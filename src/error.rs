use thiserror::Error;
use tonic::Status;

use crate::validation::ValidationErrors;

#[derive(Error, Debug)]
pub enum AppError {
    #[error("Database error: {0}")]
    Database(#[from] sqlx::Error),

    #[error("Not found: {0}")]
    NotFound(String),

    #[error("Validation failed: {0}")]
    Validation(#[from] ValidationErrors),

    /// A failed role/permission check. Reported to callers as not-found so
    /// that the existence of records outside their reach is not revealed.
    #[error("Forbidden: {0}")]
    Forbidden(String),

    #[error("Conflict: {0}")]
    Conflict(String),

    #[error("Already exists: {0}")]
    AlreadyExists(String),

    #[error("Storage error: {0}")]
    Storage(String),

    #[error("Storage not configured")]
    StorageUnavailable,

    #[error("Internal error: {0}")]
    Internal(String),
}

impl AppError {
    pub fn not_found(entity: &str) -> Self {
        AppError::NotFound(format!("{} not found", entity))
    }

    /// Maps Postgres constraint violations onto domain errors and leaves
    /// everything else as a database error.
    pub fn from_db(err: sqlx::Error, entity: &str) -> Self {
        if let sqlx::Error::Database(db_err) = &err {
            if db_err.is_foreign_key_violation() {
                return AppError::Conflict(format!(
                    "{} references a record that does not exist or is still referenced",
                    entity
                ));
            }
            if db_err.is_unique_violation() {
                return AppError::AlreadyExists(format!("{} already exists", entity));
            }
        }
        AppError::Database(err)
    }
}

impl From<AppError> for Status {
    fn from(err: AppError) -> Self {
        match err {
            AppError::Database(e) => {
                tracing::error!("Database error: {}", e);
                Status::internal("Database error")
            }
            AppError::NotFound(msg) => Status::not_found(msg),
            AppError::Validation(errors) => Status::invalid_argument(errors.to_string()),
            AppError::Forbidden(msg) => {
                tracing::warn!("Permission denied: {}", msg);
                Status::not_found("Not found")
            }
            AppError::Conflict(msg) => Status::failed_precondition(msg),
            AppError::AlreadyExists(msg) => Status::already_exists(msg),
            AppError::Storage(msg) => {
                tracing::error!("Storage error: {}", msg);
                Status::internal(format!("Storage error: {}", msg))
            }
            AppError::StorageUnavailable => {
                Status::unavailable("Screenshot storage not configured")
            }
            AppError::Internal(msg) => Status::internal(msg),
        }
    }
}

impl From<ValidationErrors> for Status {
    fn from(errors: ValidationErrors) -> Self {
        Status::invalid_argument(errors.to_string())
    }
}

pub type AppResult<T> = Result<T, AppError>;

#[cfg(test)]
mod tests {
    use super::*;
    use crate::validation::FieldError;
    use tonic::Code;

    #[test]
    fn test_forbidden_is_reported_as_not_found() {
        let status: Status = AppError::Forbidden("org:tickets:manage".to_string()).into();
        assert_eq!(status.code(), Code::NotFound);
        assert!(!status.message().contains("org:tickets:manage"));
    }

    #[test]
    fn test_validation_maps_to_invalid_argument_with_field_messages() {
        let errors = ValidationErrors::from(vec![FieldError::new(
            "name",
            "Name must be at least 1 character long",
        )]);
        let status: Status = AppError::Validation(errors).into();
        assert_eq!(status.code(), Code::InvalidArgument);
        assert_eq!(
            status.message(),
            "name: Name must be at least 1 character long"
        );
    }

    #[test]
    fn test_storage_unavailable() {
        let status: Status = AppError::StorageUnavailable.into();
        assert_eq!(status.code(), Code::Unavailable);
    }
}
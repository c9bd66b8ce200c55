use async_trait::async_trait;
use sqlx::PgPool;
use uuid::Uuid;

use crate::error::{AppError, AppResult};
use crate::models::{NewTicketConversation, OrgId, TicketConversation};
use crate::validation::Validated;

const ENTITY: &str = "Conversation";
const COLUMNS: &str = "id, ticket_id, author_id, message, organization_id, created_at";

#[cfg_attr(test, mockall::automock)]
#[async_trait]
pub trait TicketConversationRepository: Send + Sync {
    async fn create_ticket_conversation(
        &self,
        payload: Validated<NewTicketConversation>,
    ) -> AppResult<TicketConversation>;

    async fn get_ticket_conversation_by_id(
        &self,
        org: &OrgId,
        id: Uuid,
    ) -> AppResult<TicketConversation>;

    /// Thread of a ticket, oldest message first.
    async fn get_conversations_for_ticket(
        &self,
        org: &OrgId,
        ticket_id: Uuid,
    ) -> AppResult<Vec<TicketConversation>>;

    async fn delete_ticket_conversation(&self, org: &OrgId, id: Uuid) -> AppResult<()>;
}

pub struct PgTicketConversationRepository {
    pool: PgPool,
}

impl PgTicketConversationRepository {
    pub fn new(pool: PgPool) -> Self {
        Self { pool }
    }
}

#[async_trait]
impl TicketConversationRepository for PgTicketConversationRepository {
    async fn create_ticket_conversation(
        &self,
        payload: Validated<NewTicketConversation>,
    ) -> AppResult<TicketConversation> {
        let sql = format!(
            "INSERT INTO ticket_conversations (ticket_id, author_id, message, organization_id) \
             SELECT t.id, $2, $3, t.organization_id FROM tickets t \
             WHERE t.id = $1 AND t.organization_id = $4 \
             RETURNING {}",
            COLUMNS
        );
        sqlx::query_as::<_, TicketConversation>(&sql)
            .bind(payload.ticket_id)
            .bind(&payload.author_id)
            .bind(&payload.message)
            .bind(&payload.organization_id)
            .fetch_optional(&self.pool)
            .await
            .map_err(|e| AppError::from_db(e, ENTITY))?
            .ok_or_else(|| AppError::not_found("Ticket"))
    }

    async fn get_ticket_conversation_by_id(
        &self,
        org: &OrgId,
        id: Uuid,
    ) -> AppResult<TicketConversation> {
        let sql = format!(
            "SELECT {} FROM ticket_conversations WHERE id = $1 AND organization_id = $2",
            COLUMNS
        );
        sqlx::query_as::<_, TicketConversation>(&sql)
            .bind(id)
            .bind(org.as_str())
            .fetch_optional(&self.pool)
            .await?
            .ok_or_else(|| AppError::not_found(ENTITY))
    }

    async fn get_conversations_for_ticket(
        &self,
        org: &OrgId,
        ticket_id: Uuid,
    ) -> AppResult<Vec<TicketConversation>> {
        let sql = format!(
            "SELECT {} FROM ticket_conversations WHERE organization_id = $1 AND ticket_id = $2 \
             ORDER BY created_at ASC",
            COLUMNS
        );
        let rows = sqlx::query_as::<_, TicketConversation>(&sql)
            .bind(org.as_str())
            .bind(ticket_id)
            .fetch_all(&self.pool)
            .await?;
        Ok(rows)
    }

    async fn delete_ticket_conversation(&self, org: &OrgId, id: Uuid) -> AppResult<()> {
        let rows_affected = sqlx::query(
            "DELETE FROM ticket_conversations WHERE id = $1 AND organization_id = $2",
        )
        .bind(id)
        .bind(org.as_str())
        .execute(&self.pool)
        .await?
        .rows_affected();

        if rows_affected == 0 {
            return Err(AppError::not_found(ENTITY));
        }
        Ok(())
    }
}
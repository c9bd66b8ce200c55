use std::future::Future;
use std::pin::Pin;
use std::sync::Arc;
use std::task::{Context, Poll};

use http::header::HeaderValue;
use http::Request as HttpRequest;
use http::Response as HttpResponse;
use http_body_util::combinators::UnsyncBoxBody;
use jsonwebtoken::{Algorithm, DecodingKey, Validation};
use serde::{Deserialize, Serialize};
use tonic::Status;
use tower::{Layer, Service};

use crate::config::Config;
use crate::error::{AppError, AppResult};
use crate::models::{OrgId, UserId};

/// Claims carried by identity provider session tokens.
#[derive(Debug, Clone, Serialize, Deserialize)]
pub struct Claims {
    pub sub: String,
    #[serde(default)]
    pub org_id: Option<String>,
    #[serde(default)]
    pub org_role: Option<String>,
    #[serde(default)]
    pub org_permissions: Vec<String>,
    pub exp: i64,
    #[serde(default)]
    pub iat: Option<i64>,
}

/// Verified identity injected by the auth middleware into request extensions.
/// `org_id` is `None` when the user has no active organization.
#[derive(Clone, Debug)]
pub struct Session {
    pub user_id: UserId,
    pub org_id: Option<OrgId>,
    pub role: Option<String>,
    pub permissions: Vec<String>,
}

/// Checks identity provider tokens.
#[derive(Clone)]
pub struct JwtVerifier {
    key: DecodingKey,
    validation: Validation,
}

impl JwtVerifier {
    pub fn hs256(secret: &str, issuer: Option<&str>) -> Self {
        Self::with_key(DecodingKey::from_secret(secret.as_bytes()), Algorithm::HS256, issuer)
    }

    pub fn rs256(public_key_pem: &str, issuer: Option<&str>) -> AppResult<Self> {
        let key = DecodingKey::from_rsa_pem(public_key_pem.as_bytes())
            .map_err(|e| AppError::Internal(format!("Invalid JWT public key: {}", e)))?;
        Ok(Self::with_key(key, Algorithm::RS256, issuer))
    }

    pub fn from_config(config: &Config) -> AppResult<Self> {
        let issuer = config.jwt_issuer.as_deref();
        match (&config.jwt_public_key, &config.jwt_secret) {
            (Some(pem), _) => Self::rs256(pem, issuer),
            (None, Some(secret)) => Ok(Self::hs256(secret, issuer)),
            (None, None) => Err(AppError::Internal(
                "AUTH_JWT_PUBLIC_KEY or AUTH_JWT_SECRET must be set".to_string(),
            )),
        }
    }

    fn with_key(key: DecodingKey, algorithm: Algorithm, issuer: Option<&str>) -> Self {
        let mut validation = Validation::new(algorithm);
        validation.validate_aud = false;
        if let Some(iss) = issuer {
            validation.set_issuer(&[iss]);
        }
        Self { key, validation }
    }

    pub fn verify(&self, token: &str) -> Result<Session, Status> {
        let claims = jsonwebtoken::decode::<Claims>(token, &self.key, &self.validation)
            .map_err(|e| {
                tracing::debug!("Rejected token: {}", e);
                Status::unauthenticated("Invalid or expired token")
            })?
            .claims;

        let user_id = UserId::parse(claims.sub)
            .map_err(|_| Status::unauthenticated("Token subject is not a user"))?;
        // A malformed organization claim is treated as no active organization.
        let org_id = claims.org_id.and_then(|org| OrgId::parse(org).ok());

        Ok(Session {
            user_id,
            org_id,
            role: claims.org_role,
            permissions: claims.org_permissions,
        })
    }
}

/// Public paths that do not require authentication
const PUBLIC_PATHS: &[&str] = &[
    "/grpc.health.v1.Health/Check",
    "/grpc.health.v1.Health/Watch",
    "/grpc.reflection.v1.ServerReflection/ServerReflectionInfo",
    "/grpc.reflection.v1alpha.ServerReflection/ServerReflectionInfo",
];

#[derive(Clone)]
pub struct AuthLayer {
    verifier: Arc<JwtVerifier>,
}

impl AuthLayer {
    pub fn new(verifier: JwtVerifier) -> Self {
        Self {
            verifier: Arc::new(verifier),
        }
    }
}

impl<S> Layer<S> for AuthLayer {
    type Service = AuthMiddleware<S>;

    fn layer(&self, inner: S) -> Self::Service {
        AuthMiddleware {
            inner,
            verifier: self.verifier.clone(),
        }
    }
}

#[derive(Clone)]
pub struct AuthMiddleware<S> {
    inner: S,
    verifier: Arc<JwtVerifier>,
}

type BoxBody = UnsyncBoxBody<bytes::Bytes, Status>;

fn grpc_status_response(status: Status) -> HttpResponse<BoxBody> {
    let code = status.code() as i32;

    let mut response = HttpResponse::new(UnsyncBoxBody::default());
    response
        .headers_mut()
        .insert("content-type", HeaderValue::from_static("application/grpc"));
    response
        .headers_mut()
        .insert("grpc-status", HeaderValue::from(code));
    if !status.message().is_empty() {
        if let Ok(val) = HeaderValue::from_str(status.message()) {
            response.headers_mut().insert("grpc-message", val);
        }
    }
    response
}

fn bearer_token<B>(req: &HttpRequest<B>) -> Option<&str> {
    req.headers()
        .get("authorization")
        .and_then(|v| v.to_str().ok())
        .and_then(|v| v.strip_prefix("Bearer "))
        .filter(|t| !t.is_empty())
}

impl<S, ReqBody> Service<HttpRequest<ReqBody>> for AuthMiddleware<S>
where
    S: Service<HttpRequest<ReqBody>, Response = HttpResponse<BoxBody>> + Clone + Send + 'static,
    S::Future: Send + 'static,
    S::Error: Send + 'static,
    ReqBody: Send + 'static,
{
    type Response = HttpResponse<BoxBody>;
    type Error = S::Error;
    type Future = Pin<Box<dyn Future<Output = Result<Self::Response, Self::Error>> + Send>>;

    fn poll_ready(&mut self, cx: &mut Context<'_>) -> Poll<Result<(), Self::Error>> {
        self.inner.poll_ready(cx)
    }

    fn call(&mut self, mut req: HttpRequest<ReqBody>) -> Self::Future {
        let mut inner = self.inner.clone();
        std::mem::swap(&mut self.inner, &mut inner);

        let verifier = self.verifier.clone();

        Box::pin(async move {
            if PUBLIC_PATHS.contains(&req.uri().path()) {
                return inner.call(req).await;
            }

            // No token: handlers reject the call when they look up the session.
            let session = match bearer_token(&req).map(|token| verifier.verify(token)) {
                None => None,
                Some(Ok(session)) => Some(session),
                Some(Err(status)) => {
                    tracing::warn!("Authentication failed for {}", req.uri().path());
                    return Ok(grpc_status_response(status));
                }
            };

            if let Some(session) = session {
                tracing::debug!(
                    user_id = %session.user_id,
                    org_id = ?session.org_id.as_ref().map(|o| o.as_str()),
                    "Authenticated {}",
                    req.uri().path()
                );
                req.extensions_mut().insert(session);
            }

            inner.call(req).await
        })
    }
}

#[cfg(test)]
mod tests {
    use super::*;
    use jsonwebtoken::{encode, EncodingKey, Header};

    const SECRET: &str = "test-secret";

    fn token(claims: &Claims, secret: &str) -> String {
        encode(
            &Header::default(),
            claims,
            &EncodingKey::from_secret(secret.as_bytes()),
        )
        .unwrap()
    }

    fn claims() -> Claims {
        Claims {
            sub: "user_2abcdefghijklmnopqrstuvwxyz".to_string(),
            org_id: Some("org_2abcdefghijklmnopqrstuvwxyz".to_string()),
            org_role: Some("org:admin".to_string()),
            org_permissions: vec!["org:tickets:manage".to_string()],
            exp: chrono::Utc::now().timestamp() + 3600,
            iat: Some(chrono::Utc::now().timestamp()),
        }
    }

    #[test]
    fn test_verify_valid_token() {
        let verifier = JwtVerifier::hs256(SECRET, None);
        let session = verifier.verify(&token(&claims(), SECRET)).unwrap();
        assert_eq!(session.user_id.as_str(), "user_2abcdefghijklmnopqrstuvwxyz");
        assert_eq!(
            session.org_id.as_ref().map(|o| o.as_str()),
            Some("org_2abcdefghijklmnopqrstuvwxyz")
        );
        assert_eq!(session.role.as_deref(), Some("org:admin"));
        assert_eq!(session.permissions, vec!["org:tickets:manage".to_string()]);
    }

    #[test]
    fn test_wrong_secret_is_unauthenticated() {
        let verifier = JwtVerifier::hs256(SECRET, None);
        let status = verifier.verify(&token(&claims(), "other")).unwrap_err();
        assert_eq!(status.code(), tonic::Code::Unauthenticated);
    }

    #[test]
    fn test_expired_token_is_rejected() {
        let verifier = JwtVerifier::hs256(SECRET, None);
        let expired = Claims {
            exp: chrono::Utc::now().timestamp() - 3600,
            ..claims()
        };
        assert!(verifier.verify(&token(&expired, SECRET)).is_err());
    }

    #[test]
    fn test_malformed_subject_is_rejected() {
        let verifier = JwtVerifier::hs256(SECRET, None);
        let bad = Claims {
            sub: "12345".to_string(),
            ..claims()
        };
        assert!(verifier.verify(&token(&bad, SECRET)).is_err());
    }

    #[test]
    fn test_missing_org_yields_session_without_org() {
        let verifier = JwtVerifier::hs256(SECRET, None);
        let no_org = Claims {
            org_id: None,
            ..claims()
        };
        let session = verifier.verify(&token(&no_org, SECRET)).unwrap();
        assert!(session.org_id.is_none());
    }

    #[test]
    fn test_status_response_headers() {
        let response = grpc_status_response(Status::unauthenticated("Invalid or expired token"));
        assert_eq!(response.headers()["grpc-status"], "16");
        assert_eq!(response.headers()["grpc-message"], "Invalid or expired token");
    }
}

_ _ _ _ _ _ _

## Task description
Go through the material above and copy each line that has the word "must".

## Result below
            "Name must be at least 1 character long",
            "name: Name must be at least 1 character long"
                "AUTH_JWT_PUBLIC_KEY or AUTH_JWT_SECRET must be set".to_string(),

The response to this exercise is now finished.